Last June, I discovered a part of Black History I had never been taught: The Immortal Life of Henrietta Lacks, a book examining the story of the HeLa cells. I stumbled across this while taking a Harvard Law Course on Bioethics during lockdown, and perhaps, I would never have learned about her story without the course. This seems astounding to me now, as Henrietta Lacks is a massive part of scientific history, proving how racism seeps through science and medicine. 

Henrietta Lacks was a poor, black tobacco farmer growing up in Southern Virginia. In 1951, she was diagnosed with cervical cancer at the young age of 30. At this point, Lacks was living in Baltimore, and due to racial segregation could only be treated in one hospital: John Hopkins. Here, the doctor, before treating her for cancer, cut a small part of her tumour and put this in a dish, without Lacks’ knowledge. Already – you can see the problem. This tissue was sent to George Gey, the head of tissue culture research at the hospital, who had been trying to grow human cells outside of the body for decades, with no success. 

However, quickly, Gey realised that Lacks’ cells were not dying. They started to explode, doubling their numbers every 24 hours, and taking over his lab, they became known as HeLa cells. Before long, Lacks’ cells were all over the world, and individual facilities were set up to breed them. These cells were arguably one of the most important advances to happen to medicine. They were used for all sorts of medical discoveries in space and to develop vaccines for polio and HPV. 

Lacks died just before her 31st birthday, due to the intensity of her cell growth which spread her cancer at a rapid pace. No one in her family was aware of the research and the widespread value of her cells, which were now all over the world. 

It wasn’t until the 1970s that the Lacks family discovered what was going on with the HeLa cells. One scientist, Victor McKusick, decided to track down the family to try and learn more about the cells. The family had a limited education, therefore did not quite understand the situation and that caused an enormous communication breakdown. Research done on the family was not even of proper value as a result of this, seen through Rebecca Skloot’s interview with Henrietta’s daughter, Deborah Lacks. Soon after the interview, Deborah died. Her health was completely destroyed as a result of heritable conditions. For a privileged member of society, this would never have happened. It is arguable that had the cells come of a rich, well-educated white male, the family would have known, there would have been early diagnosis and treatment for the heritable conditions, and Deborah’s chance of survival would have been much higher. 
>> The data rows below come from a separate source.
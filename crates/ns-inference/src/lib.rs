//! # ns-inference
//!
//! Likelihood engine for binned model/data fits.
//!
//! This crate provides:
//! - [`LikelihoodEngine`]: loads the model and data propagators, pairs their
//!   samples and evaluates `stat + penalty`
//! - Asimov, toy and real-data modes, with parameter and statistical throws
//! - Joint-probability strategies selected by tag ([`JointProbabilityRegistry`])
//! - [`FitObjective`]: the minimizer-facing objective function with
//!   convergence bookkeeping
//!
//! ## Architecture
//!
//! Propagation (parameters, dials, samples, histograms) lives in
//! `ns-propagator`. This crate only coordinates the two propagators and
//! evaluates; it never runs a minimizer.

#![warn(missing_docs)]
#![warn(clippy::all)]

/// Engine configuration document.
pub mod config;
/// The likelihood engine.
pub mod engine;
/// Event and rate export.
pub mod export;
/// Joint-probability strategies and their registry.
pub mod joint_probability;
/// Load pipeline and data-mode selection.
pub mod load;
/// Deprecated configuration key relocation.
pub mod migration;
/// Convergence monitor.
pub mod monitor;
/// Minimizer-facing objective function.
pub mod objective;
/// Prior penalty.
pub mod penalty;
/// Summaries and breakdown tables.
pub mod report;
/// Model/data sample pairing.
pub mod sample_pair;
/// Toy throws.
pub mod toys;

pub use config::{JointProbabilityConfig, LikelihoodConfig};
pub use engine::{DatasetStatus, LikelihoodEngine};
pub use export::{SampleEvents, SampleRates, Side};
pub use joint_probability::{
    BarlowLlh, JointProbability, JointProbabilityFactory, JointProbabilityRegistry, LeastSquares,
    PoissonLlh,
};
pub use migration::{MIGRATIONS, Migration, MigrationSource, apply_migrations};
pub use monitor::{ConvergenceMonitor, MonitorRow, MonitoredVariable};
pub use objective::{FitObjective, FitStats};
pub use penalty::penalty_likelihood;
pub use report::{LikelihoodSummary, ParameterSetTerm, SampleTerm, TablePrinter, chi2_p_value};
pub use sample_pair::{SamplePair, SamplePairView, build_sample_pairs};
pub use toys::StatThrowOptions;
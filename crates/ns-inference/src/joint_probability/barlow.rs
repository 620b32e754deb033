use super::{JointProbability, PoissonLlh, parse_options};
use crate::sample_pair::SamplePairView;
use ns_core::Result;
use serde::Deserialize;
use serde_json::Value;

#[derive(Debug, Clone, Default, Deserialize)]
#[serde(rename_all = "camelCase", default)]
struct BarlowOptions {
    use_nominal_mc_error: bool,
}

/// Poisson likelihood with a per-bin Barlow-Beeston nuisance `beta`,
/// profiled analytically (Conway's approximation).
///
/// The MC statistical error is read from the model's sum of squared weights,
/// or frozen at the nominal point with `useNominalMcError`.
#[derive(Debug, Clone, Default)]
pub struct BarlowLlh {
    use_nominal_mc_error: bool,
    /// Relative MC variance per sample index, per bin.
    nominal_rel_var: Vec<Option<Vec<f64>>>,
    poisson: PoissonLlh,
}

impl BarlowLlh {
    /// Build from an options block.
    pub fn from_options(options: &Value) -> Result<Self> {
        let opts: BarlowOptions = parse_options("BarlowLLH", options)?;
        Ok(Self { use_nominal_mc_error: opts.use_nominal_mc_error, ..Self::default() })
    }

    fn rel_var(content: f64, sum_w2: f64) -> f64 {
        if content > 0.0 { sum_w2 / (content * content) } else { 0.0 }
    }

    /// Contribution of one bin given the relative MC variance.
    pub fn bin_term(&self, expected: f64, observed: f64, rel_var: f64) -> f64 {
        if expected <= 0.0 || rel_var <= 0.0 {
            return self.poisson.bin_term(expected, observed);
        }
        let b = expected * rel_var - 1.0;
        let beta = 0.5 * (-b + (b * b + 4.0 * observed * rel_var).sqrt());
        let mu_beta = expected * beta;
        let stat = if observed > 0.0 {
            if mu_beta <= 0.0 {
                return f64::INFINITY;
            }
            2.0 * (mu_beta - observed + observed * (observed / mu_beta).ln())
        } else {
            2.0 * mu_beta
        };
        stat + (beta - 1.0) * (beta - 1.0) / rel_var
    }
}

impl JointProbability for BarlowLlh {
    fn type_tag(&self) -> &str {
        "BarlowLLH"
    }

    fn capture_nominal(&mut self, pairs: &[SamplePairView<'_>]) -> Result<()> {
        if !self.use_nominal_mc_error {
            return Ok(());
        }
        self.nominal_rel_var.clear();
        for pair in pairs {
            if self.nominal_rel_var.len() <= pair.index {
                self.nominal_rel_var.resize(pair.index + 1, None);
            }
            let hist = pair.model.histogram();
            let rel: Vec<f64> =
                hist.content().iter().zip(hist.sum_w2()).map(|(&c, &w2)| Self::rel_var(c, w2)).collect();
            self.nominal_rel_var[pair.index] = Some(rel);
        }
        log::debug!("BarlowLLH: nominal MC errors captured for {} sample pairs", pairs.len());
        Ok(())
    }

    fn eval(&self, pair: &SamplePairView<'_>) -> f64 {
        let hist = pair.model.histogram();
        let data = pair.data.histogram().content();
        let nominal = if self.use_nominal_mc_error {
            self.nominal_rel_var.get(pair.index).and_then(Option::as_ref)
        } else {
            None
        };
        hist.content()
            .iter()
            .zip(data)
            .enumerate()
            .map(|(bin, (&mu, &n))| {
                let rel_var = match nominal {
                    Some(rel) => rel.get(bin).copied().unwrap_or(0.0),
                    None => Self::rel_var(mu, hist.sum_w2()[bin]),
                };
                self.bin_term(mu, n, rel_var)
            })
            .sum()
    }
}
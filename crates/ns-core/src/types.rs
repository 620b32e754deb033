//! Common data types for the likelihood engine

use crate::{Error, Result};
use serde::{Deserialize, Serialize};
use std::fmt;
use std::str::FromStr;
use std::time::Duration;

/// Cached likelihood values from the last evaluation.
#[derive(Debug, Clone, Copy, Default, PartialEq, Serialize, Deserialize)]
pub struct LikelihoodBuffer {
    /// Sum of the joint-probability terms over all sample pairs.
    pub stat_likelihood: f64,

    /// Sum of the prior penalty terms over all parameter sets.
    pub penalty_likelihood: f64,

    /// `stat_likelihood + penalty_likelihood`
    pub total_likelihood: f64,
}

impl LikelihoodBuffer {
    /// Recompute the total from the two partial sums.
    pub fn update_total(&mut self) {
        self.total_likelihood = self.stat_likelihood + self.penalty_likelihood;
    }

    /// True when all three cached values are finite.
    pub fn is_finite(&self) -> bool {
        self.stat_likelihood.is_finite()
            && self.penalty_likelihood.is_finite()
            && self.total_likelihood.is_finite()
    }
}

/// Which entry feeds the "data" side of the fit.
#[derive(Debug, Clone, Copy, Default, PartialEq, Eq, Hash, Serialize, Deserialize)]
pub enum DataType {
    /// Data is an unmodified copy of the model's nominal prediction.
    #[default]
    Asimov,
    /// Data is a randomized pseudo-dataset.
    Toy,
    /// Data is read from a real-data dispenser.
    RealData,
}

impl DataType {
    /// Configuration tag.
    pub fn as_str(&self) -> &'static str {
        match self {
            DataType::Asimov => "Asimov",
            DataType::Toy => "Toy",
            DataType::RealData => "RealData",
        }
    }
}

impl fmt::Display for DataType {
    fn fmt(&self, f: &mut fmt::Formatter<'_>) -> fmt::Result {
        f.write_str(self.as_str())
    }
}

impl FromStr for DataType {
    type Err = Error;

    fn from_str(s: &str) -> Result<Self> {
        match s {
            "Asimov" | "asimov" => Ok(DataType::Asimov),
            "Toy" | "toy" => Ok(DataType::Toy),
            "RealData" | "realData" | "Data" | "data" => Ok(DataType::RealData),
            other => Err(Error::Config(format!(
                "invalid data type \"{other}\" (expected Asimov, Toy or RealData)"
            ))),
        }
    }
}

/// Running average of a repeated timing measurement.
#[derive(Debug, Clone, Copy, Default, PartialEq)]
pub struct AvgTimer {
    /// Number of recorded measurements.
    pub counts: u64,
    /// Sum of all recorded durations.
    pub cumulated: Duration,
}

impl AvgTimer {
    /// Record one measurement.
    pub fn record(&mut self, elapsed: Duration) {
        self.counts += 1;
        self.cumulated += elapsed;
    }

    /// Mean duration (zero when nothing was recorded).
    pub fn average(&self) -> Duration {
        match u32::try_from(self.counts) {
            Ok(0) => Duration::ZERO,
            Ok(n) => self.cumulated / n,
            Err(_) => Duration::from_secs_f64(self.cumulated.as_secs_f64() / self.counts as f64),
        }
    }
}

impl fmt::Display for AvgTimer {
    fn fmt(&self, f: &mut fmt::Formatter<'_>) -> fmt::Result {
        write!(f, "{:.3?} (avg over {} calls)", self.average(), self.counts)
    }
}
Therefore, we can see that the case of Henrietta Lacks leaves some seriously important ethical and legal concerns. Technically, the situation was not against any laws or prevailing ethical standards at the time, and in fact, was standard practice in 1951. At this point, scientists had no idea that cells could even be worth money, and there was no consent procedure or requirement in place. Thus, no law was technically broken. However, the way her family were treated was not ethical, given that by the 1970s consent requirements were in place. There are definitely grounds to argue that had the family been white, and highly educated, they would have been treated quite differently, and thus it can definitely be presumed that race and class played a very significant role in the situation. 

The Lacks case raises important moral issues about how a black family were so badly mistreated by the medical system, completely left out of a huge medical discovery that directly affected their family. The fact I didn’t even hear about the case until 69 years after the original cells were taken (granted, I’ve only been alive for 21 of those years – but I am a law student), makes me feel sick as to how my white privilege has shielded me from such an important story.

The problems of racism, classism and sexism are essential to understanding the narrative of what happened to Henrietta Lacks. The social circumstances that led to the way Lacks’ cells were retrieved, and how her family were treated following her death, with regard to the HeLa cells prove the existence of systemic racism in the US healthcare system. Given these circumstances, it is hard to imagine the same happening to a white person. 

While the treatment was standard, this was the Jim Crow era, and Lacks was treated on a ward segregated for black individuals. The only reason she was at the hospital was that she was a black woman with low finances. Lacks may not have been targeted because she was black, but it is hard to imagine that in 1950s America, race did not have a part to play. I highly doubt that the same would have happened to anyone, given the web of racism gripping the US at the time. 

Racism is enshrined in the Lacks’ story. In order for the world to improve on the pressing issue of systemic racism, we must all learn Henrietta and her family’s story, a crucial part of Black History which arguably, goes unnoticed by many of us.